Annually, an estimated 19.8 million babies are born LBW globally, with nearly 91% reported in low- and middle-income countries [6]. This has significant implications for achieving the Sustainable Development Goals (SDGs) to “leave no one behind” [1, 9]. Therefore, the World Health Assembly (WHA) targets to reduce LBW by 30% by 2025 from the level of 2012 [10].

Nepal is a land locked country, located in South Asia and is bordered by China to the north and India to the south, east, and west with a population of about 30 million as of 2021 [10, 11]. Nepal is administratively divided into seven provinces (i.e. states). The three ecological regions include the Terai, Hills, and Mountains, each characterized by distinct geography, climate, and biodiversity [11]. These administrative divisions and ecological regions play a significant role in shaping the accessibility to essential services, livelihood opportunities and cultural practices of the people in Nepal [12].
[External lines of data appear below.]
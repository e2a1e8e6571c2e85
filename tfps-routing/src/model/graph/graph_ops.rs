use super::{Connection, NodeId, RouteGraph};
use crate::model::provider::{LocationResolver, ProviderError};
use serde::{Deserialize, Serialize};

/// controls how persisted road connections expand into graph edges
#[derive(Debug, Clone, Copy, PartialEq, Eq, Serialize, Deserialize)]
pub struct GraphBuildOptions {
    /// also add the reverse of every connection and of every turning edge
    pub bidirectional: bool,
    /// connect each connection endpoint with the other approaches of its site
    pub internal_connections: bool,
}

impl Default for GraphBuildOptions {
    fn default() -> Self {
        Self {
            bidirectional: true,
            internal_connections: true,
        }
    }
}

/// builds the road graph from the persisted connection list.
///
/// each connection `a -> b` adds the edge itself plus, depending on the
/// options, the turning edges between `a` and the other approaches at its
/// site, the reverse edge `b -> a`, and the turning edges at `b`'s site.
/// fails if an endpoint's site is unknown to the resolver while turning
/// edges are requested.
pub fn build_graph(
    connections: &[Connection],
    resolver: &dyn LocationResolver,
    options: &GraphBuildOptions,
) -> Result<RouteGraph, ProviderError> {
    let mut graph = RouteGraph::empty();
    for Connection { from, to } in connections.iter() {
        graph.add_edge(*from, *to);
        if options.internal_connections {
            add_internal_connections(&mut graph, from, resolver, options.bidirectional)?;
        }
        if options.bidirectional {
            graph.add_edge(*to, *from);
            if options.internal_connections {
                add_internal_connections(&mut graph, to, resolver, options.bidirectional)?;
            }
        }
    }
    log::info!(
        "built road graph with {} nodes and {} edges from {} connections",
        graph.n_nodes(),
        graph.n_edges(),
        connections.len()
    );
    Ok(graph)
}

/// adds turning edges from `node` to each other approach of the same site
fn add_internal_connections(
    graph: &mut RouteGraph,
    node: &NodeId,
    resolver: &dyn LocationResolver,
    bidirectional: bool,
) -> Result<(), ProviderError> {
    for approach in resolver.approaches_of(&node.site)? {
        let other = NodeId {
            site: node.site,
            approach,
        };
        graph.add_edge(*node, other);
        if bidirectional {
            graph.add_edge(other, *node);
        }
    }
    Ok(())
}

#[cfg(test)]
mod tests {
    use super::{build_graph, GraphBuildOptions};
    use crate::model::{
        graph::{Connection, NodeId},
        provider::{SiteCatalog, SiteRecord},
    };

    fn catalog() -> SiteCatalog {
        let rows = [(1, 1), (1, 2), (1, 3), (2, 1), (2, 2)];
        SiteCatalog::new(
            rows.iter()
                .map(|(site, approach)| SiteRecord {
                    site: *site,
                    approach: *approach,
                    name: format!("{site}-{approach}"),
                    latitude: 0.0,
                    longitude: 0.0,
                })
                .collect(),
        )
    }

    fn connections() -> Vec<Connection> {
        vec![Connection::new(NodeId::new(1, 1), NodeId::new(2, 1))]
    }

    #[test]
    fn expands_turning_edges_in_both_directions() {
        let graph =
            build_graph(&connections(), &catalog(), &GraphBuildOptions::default()).expect("builds");
        let n = NodeId::new;
        let expected = vec![
            (n(1, 1), n(1, 2)),
            (n(1, 1), n(1, 3)),
            (n(1, 1), n(2, 1)),
            (n(1, 2), n(1, 1)),
            (n(1, 3), n(1, 1)),
            (n(2, 1), n(1, 1)),
            (n(2, 1), n(2, 2)),
            (n(2, 2), n(2, 1)),
        ];
        assert_eq!(graph.edges(), expected);
        assert!(graph.edges().iter().all(|(a, b)| a != b));
    }

    #[test]
    fn respects_disabled_options() {
        let plain = GraphBuildOptions {
            bidirectional: false,
            internal_connections: false,
        };
        let graph = build_graph(&connections(), &catalog(), &plain).expect("builds");
        assert_eq!(graph.edges(), vec![(NodeId::new(1, 1), NodeId::new(2, 1))]);

        let one_way = GraphBuildOptions {
            bidirectional: false,
            internal_connections: true,
        };
        let graph = build_graph(&connections(), &catalog(), &one_way).expect("builds");
        assert_eq!(graph.n_edges(), 3);
        assert!(!graph.has_edge(&NodeId::new(2, 1), &NodeId::new(1, 1)));
    }

    #[test]
    fn unknown_site_fails_expansion() {
        let connections = vec![Connection::new(NodeId::new(1, 1), NodeId::new(9, 1))];
        assert!(build_graph(&connections, &catalog(), &GraphBuildOptions::default()).is_err());
    }
}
Despite Nepal’s commitment to reduce the prevalence of LBW by 30% by 2025 as part of Global Nutrition Targets [4, 13], the prevalence of LBW has remained stagnant at around 12% from 2011 to 2016, with a concerning 3 percentage point increase in 2023 [14,15,16]. In 2018, a joint report by UNICEF and World Health Organization (WHO) revealed [13], that approximately 2.5 million newborns worldwide died within the first 28 days of life. According to the WHO 2018 report, around 80% of these deaths were among LBW infants, two-thirds of whom were born prematurely [13]. Although newborn mortality in Nepal declined from 50 to 21 deaths per 1,000 live births between 1996 and 2016, it remained at 21 deaths per 1,000 during the 2022 survey [12, 17], indicating the urgency of addressing this issue.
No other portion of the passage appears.